WHAT THE TASK REQUIRES: For the records below, give the number of lines that include the string "ServeArgs". Nothing else belongs in the answer.

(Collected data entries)
*** Block opens ***

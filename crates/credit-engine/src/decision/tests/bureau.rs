use std::time::Duration;

use tokio::time::Instant;

use super::common::*;
use crate::decision::bureau::{BureauError, BureauGateway, SimulatedBureau, StaticBureau};
use crate::decision::domain::BureauSnapshot;

#[tokio::test]
async fn static_bureau_serves_canned_snapshots() {
    let snapshot = BureauSnapshot {
        blacklisted: false,
        historical_score: Some(780),
        active_credit_lines: 3,
        recent_delinquency: false,
    };
    let bureau = StaticBureau::default().with_snapshot(document("doc-b1"), snapshot.clone());

    let found = bureau.lookup(&document("doc-b1")).await.expect("lookup");
    assert_eq!(found, snapshot);
}

#[tokio::test]
async fn static_bureau_treats_unknown_documents_as_clean() {
    let bureau = StaticBureau::default();
    let snapshot = bureau.lookup(&document("doc-b2")).await.expect("lookup");
    assert_eq!(snapshot, BureauSnapshot::clean());
}

#[tokio::test]
async fn unreachable_bureau_fails_every_lookup() {
    let bureau = StaticBureau::unreachable();
    match bureau.lookup(&document("doc-b3")).await {
        Err(BureauError::ServiceUnavailable(_)) => {}
        other => panic!("expected outage, got {other:?}"),
    }
}

#[tokio::test(start_paused = true)]
async fn simulated_bureau_fans_the_four_reads_out_concurrently() {
    let latency = Duration::from_millis(40);
    let bureau = SimulatedBureau::new(latency).with_file(
        document("doc-b4"),
        BureauSnapshot {
            blacklisted: false,
            historical_score: Some(705),
            active_credit_lines: 2,
            recent_delinquency: true,
        },
    );

    let started = Instant::now();
    let snapshot = bureau.lookup(&document("doc-b4")).await.expect("lookup");
    let elapsed = started.elapsed();

    assert_eq!(snapshot.historical_score, Some(705));
    assert!(snapshot.recent_delinquency);
    // four sequential reads would take 160ms of virtual time
    assert!(
        elapsed < latency * 2,
        "reads did not overlap: {elapsed:?}"
    );
}

#[tokio::test(start_paused = true)]
async fn simulated_bureau_retries_a_transient_fault_once() {
    let bureau = SimulatedBureau::new(Duration::from_millis(5))
        .with_file(document("doc-b5"), clean_snapshot(640))
        .with_glitch(document("doc-b5"));

    let snapshot = bureau.lookup(&document("doc-b5")).await.expect("retry succeeds");
    assert_eq!(snapshot.historical_score, Some(640));
}

#[tokio::test(start_paused = true)]
async fn simulated_bureau_merges_all_four_indicators() {
    let bureau = SimulatedBureau::new(Duration::from_millis(1)).with_file(
        document("doc-b6"),
        BureauSnapshot {
            blacklisted: true,
            historical_score: None,
            active_credit_lines: 7,
            recent_delinquency: false,
        },
    );

    let snapshot = bureau.lookup(&document("doc-b6")).await.expect("lookup");
    assert!(snapshot.blacklisted);
    assert_eq!(snapshot.historical_score, None);
    assert_eq!(snapshot.active_credit_lines, 7);
    assert!(!snapshot.recent_delinquency);
}
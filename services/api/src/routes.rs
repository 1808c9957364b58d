use std::sync::Arc;

use axum::http::{header, StatusCode};
use axum::response::IntoResponse;
use axum::Extension;
use axum::Json;
use serde_json::json;

use crate::infra::AppState;
use credit_engine::decision::{
    decision_router, BureauGateway, DecisionService, EvaluationRepository,
};

pub(crate) fn with_decision_routes<B, R>(service: Arc<DecisionService<B, R>>) -> axum::Router
where
    B: BureauGateway + 'static,
    R: EvaluationRepository + 'static,
{
    decision_router(service)
        .route("/health", axum::routing::get(healthcheck))
        .route("/ready", axum::routing::get(readiness_endpoint))
        .route("/metrics", axum::routing::get(metrics_endpoint))
}

pub(crate) async fn healthcheck() -> Json<serde_json::Value> {
    Json(json!({ "status": "ok" }))
}

pub(crate) async fn readiness_endpoint(Extension(state): Extension<AppState>) -> impl IntoResponse {
    let ready = state.readiness.load(std::sync::atomic::Ordering::Relaxed);
    let status = if ready {
        StatusCode::OK
    } else {
        StatusCode::SERVICE_UNAVAILABLE
    };

    let payload = if ready {
        json!({ "status": "ready" })
    } else {
        json!({ "status": "initializing" })
    };

    (status, Json(payload))
}

pub(crate) async fn metrics_endpoint(Extension(state): Extension<AppState>) -> impl IntoResponse {
    (
        StatusCode::OK,
        [(header::CONTENT_TYPE, "text/plain; version=0.0.4")],
        state.metrics.render(),
    )
}
use credit_engine_api::run;

#[tokio::main]
async fn main() {
    if let Err(err) = run().await {
        eprintln!("application error: {err}");
        std::process::exit(1);
    }
}
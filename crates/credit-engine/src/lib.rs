//! Credit risk decision engine library.
//!
//! `decision` carries the scoring, gating, and orchestration logic; the
//! remaining modules are service plumbing shared with the API binary.

pub mod config;
pub mod decision;
pub mod error;
pub mod telemetry;
use std::sync::Arc;

use axum::{
    extract::{Path, State},
    http::StatusCode,
    response::{IntoResponse, Response},
    routing::{get, post},
    Router,
};
use serde::{Deserialize, Serialize};
use serde_json::json;

use super::bureau::{BureauError, BureauGateway};
use super::domain::{ApplicantProfile, DocumentId, LoanRequest};
use super::repository::EvaluationRepository;
use super::service::{DecisionService, EvaluationError};

/// Request envelope for one evaluation call.
#[derive(Debug, Clone, Serialize, Deserialize)]
pub struct EvaluationRequest {
    pub applicant: ApplicantProfile,
    pub loan: LoanRequest,
}

/// Router builder exposing the evaluation and latest-result endpoints.
pub fn decision_router<B, R>(service: Arc<DecisionService<B, R>>) -> Router
where
    B: BureauGateway + 'static,
    R: EvaluationRepository + 'static,
{
    Router::new()
        .route("/api/v1/credit/evaluations", post(evaluate_handler::<B, R>))
        .route(
            "/api/v1/credit/evaluations/:document_id/latest",
            get(latest_handler::<B, R>),
        )
        .with_state(service)
}

pub(crate) async fn evaluate_handler<B, R>(
    State(service): State<Arc<DecisionService<B, R>>>,
    axum::Json(payload): axum::Json<EvaluationRequest>,
) -> Response
where
    B: BureauGateway + 'static,
    R: EvaluationRepository + 'static,
{
    match service.evaluate(&payload.applicant, &payload.loan).await {
        // approval and rejection are both successful evaluations
        Ok(decision) => {
            let view = decision.record().view();
            (StatusCode::OK, axum::Json(view)).into_response()
        }
        Err(EvaluationError::Validation(error)) => {
            let payload = json!({ "error": error.to_string() });
            (StatusCode::UNPROCESSABLE_ENTITY, axum::Json(payload)).into_response()
        }
        Err(EvaluationError::Bureau(BureauError::ServiceUnavailable(message))) => {
            let payload = json!({ "error": format!("credit bureau unavailable: {message}") });
            (StatusCode::SERVICE_UNAVAILABLE, axum::Json(payload)).into_response()
        }
        Err(other) => {
            let payload = json!({ "error": other.to_string() });
            (StatusCode::INTERNAL_SERVER_ERROR, axum::Json(payload)).into_response()
        }
    }
}

pub(crate) async fn latest_handler<B, R>(
    State(service): State<Arc<DecisionService<B, R>>>,
    Path(document_id): Path<String>,
) -> Response
where
    B: BureauGateway + 'static,
    R: EvaluationRepository + 'static,
{
    let document = DocumentId(document_id);
    match service.latest(&document) {
        Ok(Some(record)) => (StatusCode::OK, axum::Json(record.view())).into_response(),
        Ok(None) => {
            let payload = json!({
                "document_id": document.0,
                "error": "no evaluation on file",
            });
            (StatusCode::NOT_FOUND, axum::Json(payload)).into_response()
        }
        Err(other) => {
            let payload = json!({ "error": other.to_string() });
            (StatusCode::INTERNAL_SERVER_ERROR, axum::Json(payload)).into_response()
        }
    }
}
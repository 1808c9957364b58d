use std::env;
use std::fmt;
use std::net::{IpAddr, SocketAddr};

/// Distinguishes runtime behavior for different stages of the service.
#[derive(Debug, Clone, Copy, PartialEq, Eq)]
pub enum AppEnvironment {
    Development,
    Test,
    Production,
}

impl AppEnvironment {
    fn from_str(value: &str) -> Self {
        match value.trim().to_ascii_lowercase().as_str() {
            "prod" | "production" => Self::Production,
            "test" | "ci" => Self::Test,
            _ => Self::Development,
        }
    }
}

/// Top-level process configuration, loaded once from the environment.
#[derive(Debug, Clone)]
pub struct AppConfig {
    pub environment: AppEnvironment,
    pub server: ServerConfig,
    pub telemetry: TelemetryConfig,
}

impl AppConfig {
    pub fn load() -> Result<Self, ConfigError> {
        dotenvy::dotenv().ok();

        let environment = AppEnvironment::from_str(
            &env::var("APP_ENV").unwrap_or_else(|_| "development".to_string()),
        );

        let host = env::var("APP_HOST").unwrap_or_else(|_| "127.0.0.1".to_string());
        let port = env::var("APP_PORT")
            .unwrap_or_else(|_| "8080".to_string())
            .parse::<u16>()
            .map_err(|_| ConfigError::InvalidPort)?;

        let log_level = env::var("APP_LOG_LEVEL").unwrap_or_else(|_| "info".to_string());

        Ok(Self {
            environment,
            server: ServerConfig { host, port },
            telemetry: TelemetryConfig { log_level },
        })
    }
}

/// Settings controlling the HTTP server binding.
#[derive(Debug, Clone)]
pub struct ServerConfig {
    pub host: String,
    pub port: u16,
}

impl ServerConfig {
    pub fn socket_addr(&self) -> Result<SocketAddr, ConfigError> {
        if self.host.eq_ignore_ascii_case("localhost") {
            return Ok(SocketAddr::new(IpAddr::from([127, 0, 0, 1]), self.port));
        }

        let ip: IpAddr = self
            .host
            .parse()
            .map_err(|source| ConfigError::InvalidHost { source })?;

        Ok(SocketAddr::new(ip, self.port))
    }
}

/// Tracing controls.
#[derive(Debug, Clone)]
pub struct TelemetryConfig {
    pub log_level: String,
}

#[derive(Debug)]
pub enum ConfigError {
    InvalidPort,
    InvalidHost { source: std::net::AddrParseError },
}

impl fmt::Display for ConfigError {
    fn fmt(&self, f: &mut fmt::Formatter<'_>) -> fmt::Result {
        match self {
            ConfigError::InvalidPort => write!(f, "APP_PORT must be a valid u16"),
            ConfigError::InvalidHost { .. } => {
                write!(f, "APP_HOST must parse to an IPv4 or IPv6 address")
            }
        }
    }
}

impl std::error::Error for ConfigError {
    fn source(&self) -> Option<&(dyn std::error::Error + 'static)> {
        match self {
            ConfigError::InvalidPort => None,
            ConfigError::InvalidHost { source } => Some(source),
        }
    }
}
use crate::demo::{run_demo, DemoArgs};
use crate::server;
use clap::{Args, Parser, Subcommand};
use credit_engine::error::AppError;

#[derive(Parser, Debug)]
#[command(
    name = "Credit Decision Engine",
    about = "Run and demonstrate the credit risk decision engine from the command line",
    version
)]
struct Cli {
    #[command(subcommand)]
    command: Option<Command>,
}

#[derive(Subcommand, Debug)]
enum Command {
    /// Start the HTTP service (default command)
    Serve(ServeArgs),
    /// Evaluate a set of sample applicants and print the decisions
    Demo(DemoArgs),
}

#[derive(Args, Debug, Default)]
pub(crate) struct ServeArgs {
    /// Override the configured host for the HTTP server
    #[arg(long)]
    pub(crate) host: Option<String>,
    /// Override the configured port for the HTTP server
    #[arg(long)]
    pub(crate) port: Option<u16>,
}

pub(crate) async fn run() -> Result<(), AppError> {
    let cli = Cli::parse();
    let command = cli
        .command
        .unwrap_or_else(|| Command::Serve(ServeArgs::default()));

    match command {
        Command::Serve(args) => server::run(args).await,
        Command::Demo(args) => run_demo(args).await,
    }
}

*** Block closes ***

RESULT FOR THIS TASK: 3